The Windy Fire on the Tule Reservation continued to grow on Monday and the Sequoia National Forest stated there was concern when it came to protecting the Giant Sequoia National Monuments and one of its groves, the Peyrone Grove.
Sequoia National Forest also stated the fire is threatening other sites as well.
As of Monday afternoon the Windy Fire that began on the Tule River Indian Reservation and Sequoia National Forest was at 974 acres and zero percent contained.
The fire was among eight lightning-caused fires in the Western Divide and Kern River Ranger Districts in the Sequoia National Forest that were caused by Thursday's storm. All of the other fires were stopped at less than an acre each.
On Monday The Windy Fire was burning on the Tule River Reservation and was currently burning to the west of Slate Mountain, Mule Peak and Onion Meadow Peak. It's actively burning in dense dry fuels in steep inaccessible terrain.
Vegetation in the fire area includes chaparral, dense brush, grass and timber which includes dead conifers and oak trees. The fire is expected to continue to spread through the dry, drought-stricken fuels and has already impacted the Giant Sequoia National Monument and burned into the Peyrone Sequoia grove, the forest service stated.
“The fire is also threatening or impacting numerous cultural and historical sites, cabins, campgrounds and sensitive species habitats,” the forest service added.
As of Monday afternoon the fire was moving south towards Mule Meadow, and east towards Nobe Young Meadow. The Windy Fire was 4 miles from Ponderosa, 5 miles from Johnsondale and 6 miles from Camp Nelson. Residents in those areas were urged to monitor the progress of the fire.

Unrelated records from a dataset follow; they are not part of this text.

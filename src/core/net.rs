// src/core/net.rs

// Blocking page source. Everything above this file sees `fetch(url) -> Html`.

use std::io::Read;
use std::time::Duration;

use scraper::Html;

use crate::config::consts::{HTTP_TIMEOUT_SECS, USER_AGENT};
use crate::error::{Error, Result};

/// Anything that can turn a URL into a page body.
/// Shared by the worker threads, hence `Sync`.
pub trait Fetch: Sync {
    fn get(&self, url: &str) -> Result<String>;
}

/// Fetch and parse in one go. The returned tree is not `Send`; parse where you use it.
pub fn fetch_document(fetcher: &dyn Fetch, url: &str) -> Result<Html> {
    let body = fetcher.get(url)?;
    Ok(Html::parse_document(&body))
}

pub struct HttpFetcher {
    agent: ureq::Agent,
}

impl HttpFetcher {
    pub fn new() -> Self {
        let agent = ureq::AgentBuilder::new()
            .timeout(Duration::from_secs(HTTP_TIMEOUT_SECS))
            .user_agent(USER_AGENT)
            .build();
        Self { agent }
    }
}

impl Default for HttpFetcher {
    fn default() -> Self {
        Self::new()
    }
}

impl Fetch for HttpFetcher {
    fn get(&self, url: &str) -> Result<String> {
        log::debug!("GET {url}");
        let resp = match self.agent.get(url).call() {
            Ok(resp) => resp,
            Err(ureq::Error::Status(status, _)) => {
                return Err(Error::Status { url: url.to_string(), status });
            }
            Err(ureq::Error::Transport(t)) => {
                return Err(Error::Transport { url: url.to_string(), message: t.to_string() });
            }
        };

        // into_string() caps bodies at 10 MB; list pages can get close
        let mut body = String::new();
        resp.into_reader().read_to_string(&mut body)?;
        Ok(body)
    }
}

/// Resolve a wiki href against the site root. Absolute URLs pass through.
pub fn join_url(base: &str, href: &str) -> String {
    if href.starts_with("http://") || href.starts_with("https://") {
        return href.to_string();
    }
    format!("{}/{}", base.trim_end_matches('/'), href.trim_start_matches('/'))
}
// src/record/mod.rs
//! Raw wiki text in, `Uniques.txt` record lines out.
//!
//! ```text
//! fragment::normalize_fragment   (per node, while reading the page)
//!         ↓
//! assemble::assemble_item        (per item)
//!   ├─ numeric::extract / strip_tokens / NumericToken::prefix
//!   └─ variant::variant_label
//! ```
//!
//! Everything here is pure: no I/O, no shared state.
pub mod assemble;
pub mod fragment;
pub mod numeric;
pub mod variant;

pub use assemble::{assemble_fragment, assemble_item, RecordLine};
pub use fragment::{normalize_fragment, FragmentKind};
pub use numeric::NumericToken;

“Firefighters will continue to take opportunities to contain the fire's edge when safely possible with the limited resources available,” the forest service stated. They will also be using roads, ridges and other natural and manmade features when direct attack is not possible with the limited operational resources currently assigned.” The forest service stated additional resources have been requested and even though the fire is in an area difficult to access, the strategy is to fully suppress the fire rather than to let it burn.
At 6 p.m. the Windy Fire went under management of California Interagency Incident Management Team 11 in unified command with the U.S. Forest Service and the Bureau of Indian Affairs on behalf of the Tule River Tribe.